Sterling v. Archambault

Mr. Justice Knauss

delivered the opinion of the Court.

Elizabeth M. Sterling, herein referred to as Petitioner, on October 7, 1958, filed a petition in this court, seeking an order on respondents Secretary of State and several county clerks to strike the name of respondent H. N. Archambault from the ballots in the Sixth Senatorial District of Colorado.

Petitioner alleged that she is a qualified elector, and resident within the Sixth Senatorial District of Colorado; that H. N. Archambault on September 19,1958, filed with the Secretary of State certain nomination certificates designating him as an Independent Party candidate for State Senator from the Sixth Senatorial District of this state, together with his acceptance of the nomination. The petition further alleged that said Archambault was convicted on three counts in the United States District Court for the District of Colorado for violation of 21 U.S.C. Sections 331 and 333 and “that pursuant to said conviction respondent H. N. Archambault was imprisoned in a common jail and placed on probation and is now at large on probation * * *.” It was further alleged that said Archambault was and is “disenfranchised and ineligible to be a candidate” for said senatorial seat. The prayer of the petition was that the Secretary of State and the respective county clerks and recorders of the several counties of the Sixth Senatorial District be restrained from placing the name of Archambault on the ballots as a candidate for senator in said senatorial district.

An order was issued upon respondents to show cause why the relief prayed for should not be granted. Returns *224were filed and the cause now being at issue we proceed to determine the sole question presented, viz: Was Archambault, under the record here made, a qualified elector of this state? The sufficiency of the nominating petitions is not questioned.

It is conceded by counsel for petitioner that if Archambault was a qualified elector of this state at the date of filing said nominating petitions, then the relief prayed for should be denied.

Art. VII Section 6 of the Colorado Constitution provides: “No person except a qualified elector shall be elected or appointed to any civil or military office in the state.”

Art. VII Section 10 provides: “No person while confined in any public prison shall be entitled to vote; but every such person who was a qualified elector prior to such imprisonment, and who is released therefrom by virtue of a pardon, or by virtue of having served out his full term of imprisonment, shall without further action, be invested with all the rights of citizenship * *

It is admitted that Archambault was convicted on November 17, 1954, as recited in the petition herein; that he was sentenced to serve a term of ten months on each of the first and second counts, said terms to run concurrently. In addition he was fined a total of $2,000.00 It is admitted that Archambault was not sentenced under count three, but was placed on probation for a period of three years, such probation to commence upon the expiration of the terms of imprisonment imposed under counts 1 and 2. It is also admitted that the prison sentences have been served, the fines imposed paid and the period of probation has not terminated.

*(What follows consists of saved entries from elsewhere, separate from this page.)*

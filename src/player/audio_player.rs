use crate::core::{
    BridgeError, PlaybackClock, PlaybackState, PlayerEvent, PlayerLifecycle, PlayerStatus,
    ReleaseMode, Result,
};
use crate::player::ticker::PositionTicker;
use crate::sink::ThreadSafeEventSink;
use log::{debug, error, info, warn};
use parking_lot::Mutex;
use std::sync::Arc;
use std::time::Duration;

struct PlayerShared {
    id: String,
    clock: PlaybackClock,
    status: Mutex<PlayerStatus>,
    /// 当前绑定的 sink（最多一个）
    sink: Mutex<Option<ThreadSafeEventSink>>,
}

/// 事件发射端
///
/// 可以 clone 并交给工作线程（定时器、解码回调等），
/// 所有领域状态变化都经由这里进入 sink。未绑定 sink 时发射静默忽略。
#[derive(Clone)]
pub struct PlayerEmitter {
    shared: Arc<PlayerShared>,
}

impl PlayerEmitter {
    pub fn player_id(&self) -> &str {
        &self.shared.id
    }

    pub fn emit(&self, event: PlayerEvent) {
        match self.try_emit(&event) {
            Ok(()) => {}
            Err(BridgeError::SinkUnbound) => {
                debug!("[{}] 无监听者，忽略事件 {:?}", self.shared.id, event);
            }
            Err(e) => error!("[{}] 事件序列化失败: {}", self.shared.id, e),
        }
    }

    fn try_emit(&self, event: &PlayerEvent) -> Result<()> {
        let value = event.to_value()?;
        let sink = self.shared.sink.lock();
        let sink = sink.as_ref().ok_or(BridgeError::SinkUnbound)?;
        sink.success(value);
        Ok(())
    }

    /// 播放位置变化（秒）
    pub fn report_position(&self, position: f64) {
        self.shared.clock.set_time(position);
        self.emit(PlayerEvent::Position { position });
    }

    pub fn report_duration(&self, duration: f64) {
        self.shared.status.lock().duration = Some(duration);
        self.emit(PlayerEvent::Duration { duration });
    }

    /// 播放完成；返回是否继续播放（循环模式）
    pub fn report_completed(&self) -> bool {
        let looping = {
            let mut status = self.shared.status.lock();
            if status.release_mode == ReleaseMode::Loop {
                self.shared.clock.set_time(0.0);
                true
            } else {
                self.shared.clock.pause();
                self.shared.clock.set_time(0.0);
                status.state = PlaybackState::Completed;
                false
            }
        };
        info!("[{}] 🏁 播放完成{}", self.shared.id, if looping { "，循环播放" } else { "" });
        self.emit(PlayerEvent::Completed);
        looping
    }

    /// 通过事件流上报错误（Error 事件）
    pub fn report_error(&self, code: &str, message: &str) {
        let sink = self.shared.sink.lock();
        match sink.as_ref() {
            Some(sink) => sink.error(code, message, None),
            None => debug!("[{}] 无监听者，忽略错误 {}: {}", self.shared.id, code, message),
        }
    }

    /// 进度线程的一次上报；返回 false 表示播放已结束
    pub(crate) fn tick(&self) -> bool {
        let position = self.shared.clock.now();
        let duration = self.shared.status.lock().duration;
        match duration {
            Some(duration) if position >= duration => {
                self.emit(PlayerEvent::Position { position: duration });
                self.report_completed()
            }
            _ => {
                self.emit(PlayerEvent::Position { position });
                true
            }
        }
    }
}

/// 音频播放器
///
/// 不包含音频引擎，只维护播放状态、时钟和事件流。
/// 由注册表独占持有，销毁时先释放 sink，再停止进度线程。
pub struct AudioPlayer {
    emitter: PlayerEmitter,
    event_channel: String,
    tick_interval: Option<Duration>,
    ticker: Option<PositionTicker>,
    disposed: bool,
}

impl AudioPlayer {
    pub fn new(id: impl Into<String>, event_channel: impl Into<String>, tick_interval: Option<Duration>) -> Self {
        let id = id.into();
        info!("🎵 创建播放器: {}", id);
        Self {
            emitter: PlayerEmitter {
                shared: Arc::new(PlayerShared {
                    id,
                    clock: PlaybackClock::new(),
                    status: Mutex::new(PlayerStatus::default()),
                    sink: Mutex::new(None),
                }),
            },
            event_channel: event_channel.into(),
            tick_interval,
            ticker: None,
            disposed: false,
        }
    }

    pub fn id(&self) -> &str {
        self.emitter.player_id()
    }

    pub fn event_channel(&self) -> &str {
        &self.event_channel
    }

    fn shared(&self) -> &PlayerShared {
        &self.emitter.shared
    }

    pub fn emitter(&self) -> PlayerEmitter {
        self.emitter.clone()
    }

    pub fn lifecycle(&self) -> PlayerLifecycle {
        if self.disposed {
            PlayerLifecycle::Disposed
        } else if self.has_listener() {
            PlayerLifecycle::Subscribed
        } else {
            PlayerLifecycle::Active
        }
    }

    pub fn status(&self) -> PlayerStatus {
        self.shared().status.lock().clone()
    }

    /// 当前播放位置（秒）
    pub fn position(&self) -> f64 {
        self.shared().clock.now()
    }

    pub fn duration(&self) -> Option<f64> {
        self.shared().status.lock().duration
    }

    pub fn has_listener(&self) -> bool {
        self.shared().sink.lock().is_some()
    }

    /// 绑定新的 sink，旧 sink 随之销毁
    pub fn set_event_sink(&mut self, sink: ThreadSafeEventSink) {
        if self.disposed {
            warn!("[{}] 已销毁的播放器不能绑定 sink", self.id());
            return;
        }
        let previous = self.shared().sink.lock().replace(sink);
        if previous.is_some() {
            debug!("[{}] 替换已有 sink", self.id());
        }
    }

    /// 解绑 sink，播放器继续静默运行
    pub fn clear_event_sink(&mut self) {
        if self.shared().sink.lock().take().is_some() {
            debug!("[{}] 🔌 解绑 sink", self.id());
        }
    }

    pub fn emit(&self, event: PlayerEvent) {
        self.emitter.emit(event);
    }

    pub fn on_position_changed(&self, position: f64) {
        self.emitter.report_position(position);
    }

    pub fn set_source_url(&mut self, url: &str, is_local: bool) -> Result<()> {
        if url.is_empty() {
            return Err(BridgeError::InvalidArgument("url 不能为空".to_string()));
        }
        self.stop_ticker();
        {
            let mut status = self.shared().status.lock();
            status.source = Some(url.to_string());
            status.duration = None;
            status.state = PlaybackState::Stopped;
        }
        self.shared().clock.pause();
        self.shared().clock.set_time(0.0);
        info!("[{}] 📁 设置音源: {} (本地: {})", self.id(), url, is_local);
        self.emit(PlayerEvent::Prepared { value: true });
        Ok(())
    }

    pub fn resume(&mut self) -> Result<()> {
        {
            let mut status = self.shared().status.lock();
            if status.source.is_none() {
                return Err(BridgeError::InvalidState(format!("{} 尚未设置音源", self.id())));
            }
            status.state = PlaybackState::Playing;
        }
        self.shared().clock.play();
        self.stop_ticker();
        if let Some(interval) = self.tick_interval {
            self.ticker = Some(PositionTicker::start(self.emitter(), interval)?);
        }
        info!("[{}] ▶ 播放", self.id());
        Ok(())
    }

    pub fn pause(&mut self) {
        self.stop_ticker();
        self.shared().clock.pause();
        self.shared().status.lock().state = PlaybackState::Paused;
        info!("[{}] ⏸ 暂停", self.id());
        self.emit(PlayerEvent::Position { position: self.position() });
    }

    pub fn stop(&mut self) {
        self.stop_ticker();
        self.shared().clock.pause();
        self.shared().clock.set_time(0.0);
        self.shared().status.lock().state = PlaybackState::Stopped;
        info!("[{}] ⏹ 停止", self.id());
        self.emit(PlayerEvent::Position { position: 0.0 });
    }

    /// 停止并释放音源
    pub fn release(&mut self) {
        self.stop();
        let mut status = self.shared().status.lock();
        status.source = None;
        status.duration = None;
        status.state = PlaybackState::Idle;
    }

    /// 跳转（秒），超过已知时长时截断到末尾
    pub fn seek(&mut self, position: f64) -> Result<()> {
        if !position.is_finite() || position < 0.0 {
            return Err(BridgeError::InvalidArgument(format!("无效的跳转位置: {}", position)));
        }
        let target = match self.duration() {
            Some(duration) => position.min(duration),
            None => position,
        };
        self.shared().clock.set_time(target);
        info!("[{}] ⏩ 跳转到 {:.3}s", self.id(), target);
        self.emit(PlayerEvent::Position { position: target });
        self.emit(PlayerEvent::SeekComplete);
        Ok(())
    }

    pub fn set_volume(&mut self, volume: f64) -> Result<()> {
        if !volume.is_finite() {
            return Err(BridgeError::InvalidArgument(format!("无效的音量: {}", volume)));
        }
        self.shared().status.lock().volume = volume.clamp(0.0, 1.0);
        Ok(())
    }

    pub fn set_balance(&mut self, balance: f64) -> Result<()> {
        if !balance.is_finite() {
            return Err(BridgeError::InvalidArgument(format!("无效的声道平衡: {}", balance)));
        }
        self.shared().status.lock().balance = balance.clamp(-1.0, 1.0);
        Ok(())
    }

    pub fn set_playback_rate(&mut self, rate: f64) -> Result<()> {
        if !rate.is_finite() || rate <= 0.0 {
            return Err(BridgeError::InvalidArgument(format!("无效的播放速率: {}", rate)));
        }
        self.shared().clock.set_rate(rate);
        self.shared().status.lock().playback_rate = rate;
        Ok(())
    }

    pub fn set_release_mode(&mut self, mode: ReleaseMode) {
        self.shared().status.lock().release_mode = mode;
    }

    fn stop_ticker(&mut self) {
        if let Some(mut ticker) = self.ticker.take() {
            ticker.stop();
        }
    }

    /// 销毁播放器：先释放 sink，再停止进度线程
    pub fn dispose(&mut self) {
        if self.disposed {
            return;
        }
        self.clear_event_sink();
        self.stop_ticker();
        self.shared().clock.pause();
        self.disposed = true;
        info!("[{}] 🗑 播放器已销毁", self.id());
    }
}

impl Drop for AudioPlayer {
    fn drop(&mut self) {
        self.dispose();
    }
}
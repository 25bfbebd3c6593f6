// 跨线程事件投递：任意线程入队，所属线程分发

pub mod event_sink;
pub mod listener;
pub mod mailbox;

pub use event_sink::ThreadSafeEventSink;
pub use listener::EventListener;
pub use mailbox::{Mailbox, Waker};
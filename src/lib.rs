//! 音频播放器插件桥接层
//!
//! - `sink`：跨线程事件投递。任意线程入队，邮箱所属线程按 FIFO 分发给监听者
//! - `player`：播放器注册表与方法分发器，每个播放器一条事件流

pub mod config;
pub mod core;
pub mod player;
pub mod sink;

pub use crate::config::{BridgeConfig, DuplicatePolicy};
pub use crate::core::{BridgeError, MethodCall, PlayerEvent, Result, SinkEvent};
pub use crate::player::{AudioPlayer, MethodDispatcher, PlayerEmitter};
pub use crate::sink::{EventListener, Mailbox, ThreadSafeEventSink};
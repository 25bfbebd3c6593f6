use serde_json::Value;

use crate::core::SinkEvent;

/// 下游监听者（宿主框架的事件回调）
///
/// 实现不要求线程安全：邮箱保证所有回调只在所属线程上执行，
/// 且同一监听者不会被并发调用。
pub trait EventListener {
    fn success(&mut self, value: Value);

    fn error(&mut self, code: String, message: String, details: Option<Value>);

    fn end_of_stream(&mut self);

    /// 按事件类型转发到对应回调
    fn deliver(&mut self, event: SinkEvent) {
        match event {
            SinkEvent::Success(value) => self.success(value),
            SinkEvent::Error {
                code,
                message,
                details,
            } => self.error(code, message, details),
            SinkEvent::EndOfStream => self.end_of_stream(),
        }
    }
}

impl<F> EventListener for F
where
    F: FnMut(SinkEvent),
{
    fn success(&mut self, value: Value) {
        self(SinkEvent::Success(value))
    }

    fn error(&mut self, code: String, message: String, details: Option<Value>) {
        self(SinkEvent::Error {
            code,
            message,
            details,
        })
    }

    fn end_of_stream(&mut self) {
        self(SinkEvent::EndOfStream)
    }
}
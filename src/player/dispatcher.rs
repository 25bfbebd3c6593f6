use crate::config::{BridgeConfig, DuplicatePolicy};
use crate::core::{BridgeError, MethodCall, PlayerEvent, ReleaseMode, Result};
use crate::player::audio_player::AudioPlayer;
use crate::player::registry::PlayerRegistry;
use crate::sink::{EventListener, Mailbox, ThreadSafeEventSink};
use log::{debug, info, warn};
use serde::de::DeserializeOwned;
use serde::Deserialize;
use serde_json::{json, Value};
use std::collections::HashMap;

#[derive(Deserialize)]
#[serde(rename_all = "camelCase")]
struct PlayerArgs {
    player_id: String,
}

#[derive(Deserialize)]
#[serde(rename_all = "camelCase")]
struct SourceArgs {
    player_id: String,
    url: String,
    #[serde(default)]
    is_local: bool,
}

#[derive(Deserialize)]
#[serde(rename_all = "camelCase")]
struct SeekArgs {
    player_id: String,
    position: f64,
}

#[derive(Deserialize)]
#[serde(rename_all = "camelCase")]
struct VolumeArgs {
    player_id: String,
    volume: f64,
}

#[derive(Deserialize)]
#[serde(rename_all = "camelCase")]
struct BalanceArgs {
    player_id: String,
    balance: f64,
}

#[derive(Deserialize)]
#[serde(rename_all = "camelCase")]
struct RateArgs {
    player_id: String,
    playback_rate: f64,
}

#[derive(Deserialize)]
#[serde(rename_all = "camelCase")]
struct ReleaseModeArgs {
    player_id: String,
    release_mode: ReleaseMode,
}

#[derive(Deserialize)]
#[serde(rename_all = "camelCase")]
struct LogArgs {
    player_id: String,
    message: String,
}

#[derive(Deserialize)]
#[serde(rename_all = "camelCase")]
struct ErrorArgs {
    player_id: String,
    code: String,
    message: String,
}

fn parse_args<T: DeserializeOwned>(method: &str, args: &Value) -> Result<T> {
    T::deserialize(args).map_err(|e| BridgeError::InvalidArgument(format!("{}: {}", method, e)))
}

/// 方法分发器
///
/// 插件挂载时创建，持有播放器注册表和所属线程的邮箱；
/// 按方法名把宿主的调用路由到对应播放器，并管理每个播放器的事件通道订阅。
/// 所有调用都必须由宿主串行化后在邮箱所属线程上进入。
pub struct MethodDispatcher {
    config: BridgeConfig,
    mailbox: Mailbox,
    registry: PlayerRegistry,
    /// 事件通道名 -> playerId
    channels: HashMap<String, String>,
}

impl MethodDispatcher {
    pub fn new(config: BridgeConfig, mailbox: Mailbox) -> Self {
        info!("🔌 插件挂载: {}", config.method_channel);
        Self {
            config,
            mailbox,
            registry: PlayerRegistry::new(),
            channels: HashMap::new(),
        }
    }

    pub fn config(&self) -> &BridgeConfig {
        &self.config
    }

    pub fn mailbox(&self) -> &Mailbox {
        &self.mailbox
    }

    pub fn registry(&self) -> &PlayerRegistry {
        &self.registry
    }

    /// 处理一次方法调用；错误同步返回给调用方
    pub fn handle_method_call(&mut self, call: &MethodCall) -> Result<Value> {
        debug!("📨 方法调用: {} {}", call.method, call.arguments);
        let result = self.route(&call.method, &call.arguments);
        if let Err(e) = &result {
            warn!("❌ 方法 {} 失败 [{}]: {}", call.method, e.code(), e);
        }
        result
    }

    fn route(&mut self, method: &str, args: &Value) -> Result<Value> {
        match method {
            "create" => self.create(args),
            "dispose" => {
                let player_id = match args {
                    Value::String(id) => id.clone(),
                    _ => parse_args::<PlayerArgs>(method, args)?.player_id,
                };
                self.dispose_player(&player_id).map(|_| Value::Null)
            }
            "setSourceUrl" => {
                let args: SourceArgs = parse_args(method, args)?;
                self.registry
                    .require_mut(&args.player_id)?
                    .set_source_url(&args.url, args.is_local)
                    .map(|_| Value::Null)
            }
            "resume" => {
                let args: PlayerArgs = parse_args(method, args)?;
                self.registry.require_mut(&args.player_id)?.resume().map(|_| Value::Null)
            }
            "pause" => {
                let args: PlayerArgs = parse_args(method, args)?;
                self.registry.require_mut(&args.player_id)?.pause();
                Ok(Value::Null)
            }
            "stop" => {
                let args: PlayerArgs = parse_args(method, args)?;
                self.registry.require_mut(&args.player_id)?.stop();
                Ok(Value::Null)
            }
            "release" => {
                let args: PlayerArgs = parse_args(method, args)?;
                self.registry.require_mut(&args.player_id)?.release();
                Ok(Value::Null)
            }
            "seek" => {
                let args: SeekArgs = parse_args(method, args)?;
                self.registry
                    .require_mut(&args.player_id)?
                    .seek(args.position)
                    .map(|_| Value::Null)
            }
            "setVolume" => {
                let args: VolumeArgs = parse_args(method, args)?;
                self.registry
                    .require_mut(&args.player_id)?
                    .set_volume(args.volume)
                    .map(|_| Value::Null)
            }
            "setBalance" => {
                let args: BalanceArgs = parse_args(method, args)?;
                self.registry
                    .require_mut(&args.player_id)?
                    .set_balance(args.balance)
                    .map(|_| Value::Null)
            }
            "setPlaybackRate" => {
                let args: RateArgs = parse_args(method, args)?;
                self.registry
                    .require_mut(&args.player_id)?
                    .set_playback_rate(args.playback_rate)
                    .map(|_| Value::Null)
            }
            "setReleaseMode" => {
                let args: ReleaseModeArgs = parse_args(method, args)?;
                self.registry
                    .require_mut(&args.player_id)?
                    .set_release_mode(args.release_mode);
                Ok(Value::Null)
            }
            "getCurrentPosition" => {
                let args: PlayerArgs = parse_args(method, args)?;
                let position = self.registry.require_mut(&args.player_id)?.position();
                Ok(json!(position))
            }
            "getDuration" => {
                let args: PlayerArgs = parse_args(method, args)?;
                let duration = self.registry.require_mut(&args.player_id)?.duration();
                Ok(json!(duration))
            }
            "emitLog" => {
                let args: LogArgs = parse_args(method, args)?;
                self.registry
                    .require_mut(&args.player_id)?
                    .emit(PlayerEvent::Log { value: args.message });
                Ok(Value::Null)
            }
            "emitError" => {
                let args: ErrorArgs = parse_args(method, args)?;
                self.registry
                    .require_mut(&args.player_id)?
                    .emitter()
                    .report_error(&args.code, &args.message);
                Ok(Value::Null)
            }
            _ => Err(BridgeError::NotImplemented(method.to_string())),
        }
    }

    fn create(&mut self, args: &Value) -> Result<Value> {
        let player_id = match args {
            Value::String(id) if !id.is_empty() => id.clone(),
            other => {
                return Err(BridgeError::InvalidArgument(format!(
                    "create 需要非空字符串 playerId，收到: {}",
                    other
                )))
            }
        };

        if self.registry.contains(&player_id) {
            match self.config.duplicate_create {
                DuplicatePolicy::Reject => return Err(BridgeError::PlayerExists(player_id)),
                DuplicatePolicy::Replace => {
                    warn!("⚠ 播放器 {} 已存在，销毁后重新创建", player_id);
                    self.dispose_player(&player_id)?;
                }
            }
        }

        let channel = self.config.event_channel_name(&player_id);
        let player = AudioPlayer::new(
            player_id.clone(),
            channel.clone(),
            self.config.position_update_interval(),
        );
        self.channels.insert(channel, player_id);
        self.registry.insert(player);
        Ok(Value::Null)
    }

    fn dispose_player(&mut self, player_id: &str) -> Result<()> {
        let mut player = self
            .registry
            .remove(player_id)
            .ok_or_else(|| BridgeError::UnknownPlayer(player_id.to_string()))?;
        self.channels.remove(player.event_channel());
        player.dispose();
        Ok(())
    }

    /// 事件通道订阅：为播放器绑定新的 sink（替换已有 sink）
    pub fn listen(&mut self, channel: &str, listener: Box<dyn EventListener>) -> Result<()> {
        let player_id = self
            .channels
            .get(channel)
            .ok_or_else(|| BridgeError::UnknownChannel(channel.to_string()))?;
        let player = self.registry.require_mut(player_id)?;
        let sink = ThreadSafeEventSink::new(&self.mailbox, listener);
        info!("👂 {} 开始监听 (sink #{})", channel, sink.id());
        player.set_event_sink(sink);
        Ok(())
    }

    /// 取消订阅：解绑并释放 sink，已排队的事件丢弃
    pub fn cancel(&mut self, channel: &str) -> Result<()> {
        let player_id = self
            .channels
            .get(channel)
            .ok_or_else(|| BridgeError::UnknownChannel(channel.to_string()))?;
        self.registry.require_mut(player_id)?.clear_event_sink();
        info!("🙉 {} 取消监听", channel);
        Ok(())
    }

    /// 插件卸载：销毁全部播放器
    pub fn detach(&mut self) {
        self.channels.clear();
        self.registry.clear();
    }
}

impl Drop for MethodDispatcher {
    fn drop(&mut self) {
        if !self.registry.is_empty() {
            info!("🔌 插件卸载");
            self.detach();
        }
    }
}
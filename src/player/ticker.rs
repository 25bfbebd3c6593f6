use crate::core::Result;
use crate::player::audio_player::PlayerEmitter;
use crossbeam_channel::{unbounded, RecvTimeoutError, Sender};
use log::{debug, info, warn};
use std::process;
use std::thread::{self, JoinHandle};
use std::time::Duration;

fn log_ctx() -> String {
    format!("[pid:{} tid:{:?}]", process::id(), thread::current().id())
}

/// 进度线程命令
enum TickerCommand {
    Stop,
}

/// 进度上报线程
/// - 播放期间每个 interval 从时钟读取位置并通过 sink 发出 position 事件
/// - 到达已知时长时上报播放完成；非循环模式下线程随即退出
pub struct PositionTicker {
    thread_handle: Option<JoinHandle<()>>,
    command_tx: Sender<TickerCommand>,
}

impl PositionTicker {
    pub fn start(emitter: PlayerEmitter, interval: Duration) -> Result<Self> {
        let (command_tx, command_rx) = unbounded::<TickerCommand>();
        let name = format!("position-ticker-{}", emitter.player_id());

        let thread_handle = thread::Builder::new().name(name).spawn(move || {
            info!("{} ⏱ 进度线程启动: {} (每 {:?})", log_ctx(), emitter.player_id(), interval);
            let mut ticks: u64 = 0;

            loop {
                match command_rx.recv_timeout(interval) {
                    Ok(TickerCommand::Stop) | Err(RecvTimeoutError::Disconnected) => break,
                    Err(RecvTimeoutError::Timeout) => {
                        ticks += 1;
                        if !emitter.tick() {
                            debug!("{} 🏁 播放完成，进度线程结束", log_ctx());
                            break;
                        }
                    }
                }
            }

            info!("{} 🛑 进度线程退出: {}（共上报 {} 次）", log_ctx(), emitter.player_id(), ticks);
        })?;

        Ok(Self {
            thread_handle: Some(thread_handle),
            command_tx,
        })
    }

    /// 线程是否仍在运行
    pub fn is_running(&self) -> bool {
        self.thread_handle
            .as_ref()
            .map(|handle| !handle.is_finished())
            .unwrap_or(false)
    }

    /// 停止线程并等待退出
    pub fn stop(&mut self) {
        let _ = self.command_tx.send(TickerCommand::Stop);
        if let Some(handle) = self.thread_handle.take() {
            if handle.join().is_err() {
                warn!("{} ⚠ 进度线程异常退出", log_ctx());
            }
        }
    }
}

impl Drop for PositionTicker {
    fn drop(&mut self) {
        if self.thread_handle.is_some() {
            self.stop();
        }
    }
}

Archambault “having served out his full term of imprisonment” has become “without further action * * * invested with all the rights of citizenship.” Hence he is eligible to be a candidate for State Senator from the Sixth Senatorial District. The constitutional prohibition is limited to the disenfranchisement of persons while *225confined in a public prison. Having completed his term of imprisonment, Archambault is no longer “confined,” hence- he is eligible to run for office.

The writ heretofore issued must be and it is ordered discharged.